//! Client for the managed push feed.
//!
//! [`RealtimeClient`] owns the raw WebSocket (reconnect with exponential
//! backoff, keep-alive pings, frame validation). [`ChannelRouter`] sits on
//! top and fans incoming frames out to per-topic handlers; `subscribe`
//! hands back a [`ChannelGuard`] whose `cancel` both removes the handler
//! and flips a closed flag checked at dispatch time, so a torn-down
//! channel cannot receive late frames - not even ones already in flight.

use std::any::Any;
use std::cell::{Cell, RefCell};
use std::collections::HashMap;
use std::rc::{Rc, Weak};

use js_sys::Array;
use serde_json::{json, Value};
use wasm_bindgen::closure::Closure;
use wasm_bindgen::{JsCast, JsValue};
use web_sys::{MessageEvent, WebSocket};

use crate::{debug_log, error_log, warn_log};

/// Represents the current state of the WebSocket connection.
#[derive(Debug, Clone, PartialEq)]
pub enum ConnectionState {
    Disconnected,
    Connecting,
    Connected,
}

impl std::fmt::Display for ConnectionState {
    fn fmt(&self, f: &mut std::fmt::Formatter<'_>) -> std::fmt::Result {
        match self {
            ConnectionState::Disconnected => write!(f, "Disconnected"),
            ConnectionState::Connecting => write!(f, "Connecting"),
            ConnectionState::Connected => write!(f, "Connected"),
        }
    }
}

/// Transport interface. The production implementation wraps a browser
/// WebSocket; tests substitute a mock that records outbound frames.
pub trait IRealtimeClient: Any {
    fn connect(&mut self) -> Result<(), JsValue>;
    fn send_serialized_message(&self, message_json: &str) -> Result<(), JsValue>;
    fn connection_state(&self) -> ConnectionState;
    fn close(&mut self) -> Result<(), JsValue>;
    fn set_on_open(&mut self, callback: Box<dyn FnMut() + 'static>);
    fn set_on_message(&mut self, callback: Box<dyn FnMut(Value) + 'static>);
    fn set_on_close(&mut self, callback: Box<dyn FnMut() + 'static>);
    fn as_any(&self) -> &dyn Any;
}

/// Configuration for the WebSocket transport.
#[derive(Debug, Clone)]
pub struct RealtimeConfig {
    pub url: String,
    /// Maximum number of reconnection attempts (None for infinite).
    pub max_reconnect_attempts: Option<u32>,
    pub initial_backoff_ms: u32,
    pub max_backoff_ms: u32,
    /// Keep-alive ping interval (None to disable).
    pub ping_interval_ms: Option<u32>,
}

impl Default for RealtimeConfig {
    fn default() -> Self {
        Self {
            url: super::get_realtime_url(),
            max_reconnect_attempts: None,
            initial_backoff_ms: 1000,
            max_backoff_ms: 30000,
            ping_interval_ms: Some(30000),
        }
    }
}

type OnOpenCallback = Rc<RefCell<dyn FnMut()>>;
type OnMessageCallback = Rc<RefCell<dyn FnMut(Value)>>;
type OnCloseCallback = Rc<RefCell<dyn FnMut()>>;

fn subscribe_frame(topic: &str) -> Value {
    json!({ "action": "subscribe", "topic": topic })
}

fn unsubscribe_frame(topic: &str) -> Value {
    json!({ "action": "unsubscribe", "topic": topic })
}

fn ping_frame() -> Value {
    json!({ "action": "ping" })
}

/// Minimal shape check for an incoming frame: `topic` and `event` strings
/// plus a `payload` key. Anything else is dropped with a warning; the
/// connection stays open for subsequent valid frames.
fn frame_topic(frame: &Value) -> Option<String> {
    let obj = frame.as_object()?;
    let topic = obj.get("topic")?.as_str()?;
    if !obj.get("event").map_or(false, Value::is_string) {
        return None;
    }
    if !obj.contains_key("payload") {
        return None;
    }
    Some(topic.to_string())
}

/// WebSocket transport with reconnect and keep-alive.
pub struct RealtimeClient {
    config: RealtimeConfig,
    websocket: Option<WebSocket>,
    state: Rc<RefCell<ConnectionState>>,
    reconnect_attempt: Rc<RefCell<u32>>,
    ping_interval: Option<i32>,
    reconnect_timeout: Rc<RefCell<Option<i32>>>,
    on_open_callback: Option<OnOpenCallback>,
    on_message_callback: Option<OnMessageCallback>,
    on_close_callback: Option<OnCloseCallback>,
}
= = =
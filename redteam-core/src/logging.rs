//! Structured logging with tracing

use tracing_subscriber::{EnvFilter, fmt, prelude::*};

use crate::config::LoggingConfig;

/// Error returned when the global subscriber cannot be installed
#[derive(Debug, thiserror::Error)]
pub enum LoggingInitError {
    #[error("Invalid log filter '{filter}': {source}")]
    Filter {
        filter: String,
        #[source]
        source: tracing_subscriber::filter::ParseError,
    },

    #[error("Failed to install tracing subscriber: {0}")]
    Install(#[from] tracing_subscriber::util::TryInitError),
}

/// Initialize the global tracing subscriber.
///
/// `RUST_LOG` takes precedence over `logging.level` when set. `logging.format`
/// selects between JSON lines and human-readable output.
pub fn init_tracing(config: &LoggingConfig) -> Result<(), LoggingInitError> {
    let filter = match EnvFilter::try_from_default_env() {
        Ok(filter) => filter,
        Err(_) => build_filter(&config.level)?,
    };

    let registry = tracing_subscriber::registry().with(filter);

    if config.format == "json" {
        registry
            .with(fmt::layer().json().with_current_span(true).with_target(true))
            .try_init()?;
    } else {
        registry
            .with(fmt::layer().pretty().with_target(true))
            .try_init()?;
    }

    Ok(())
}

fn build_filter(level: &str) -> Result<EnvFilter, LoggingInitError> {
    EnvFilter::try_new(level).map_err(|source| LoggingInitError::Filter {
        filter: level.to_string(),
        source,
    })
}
= = =
| What this task involves |
Return the number of lines in the material holding the string "layer", and no other text.

| Task output |
2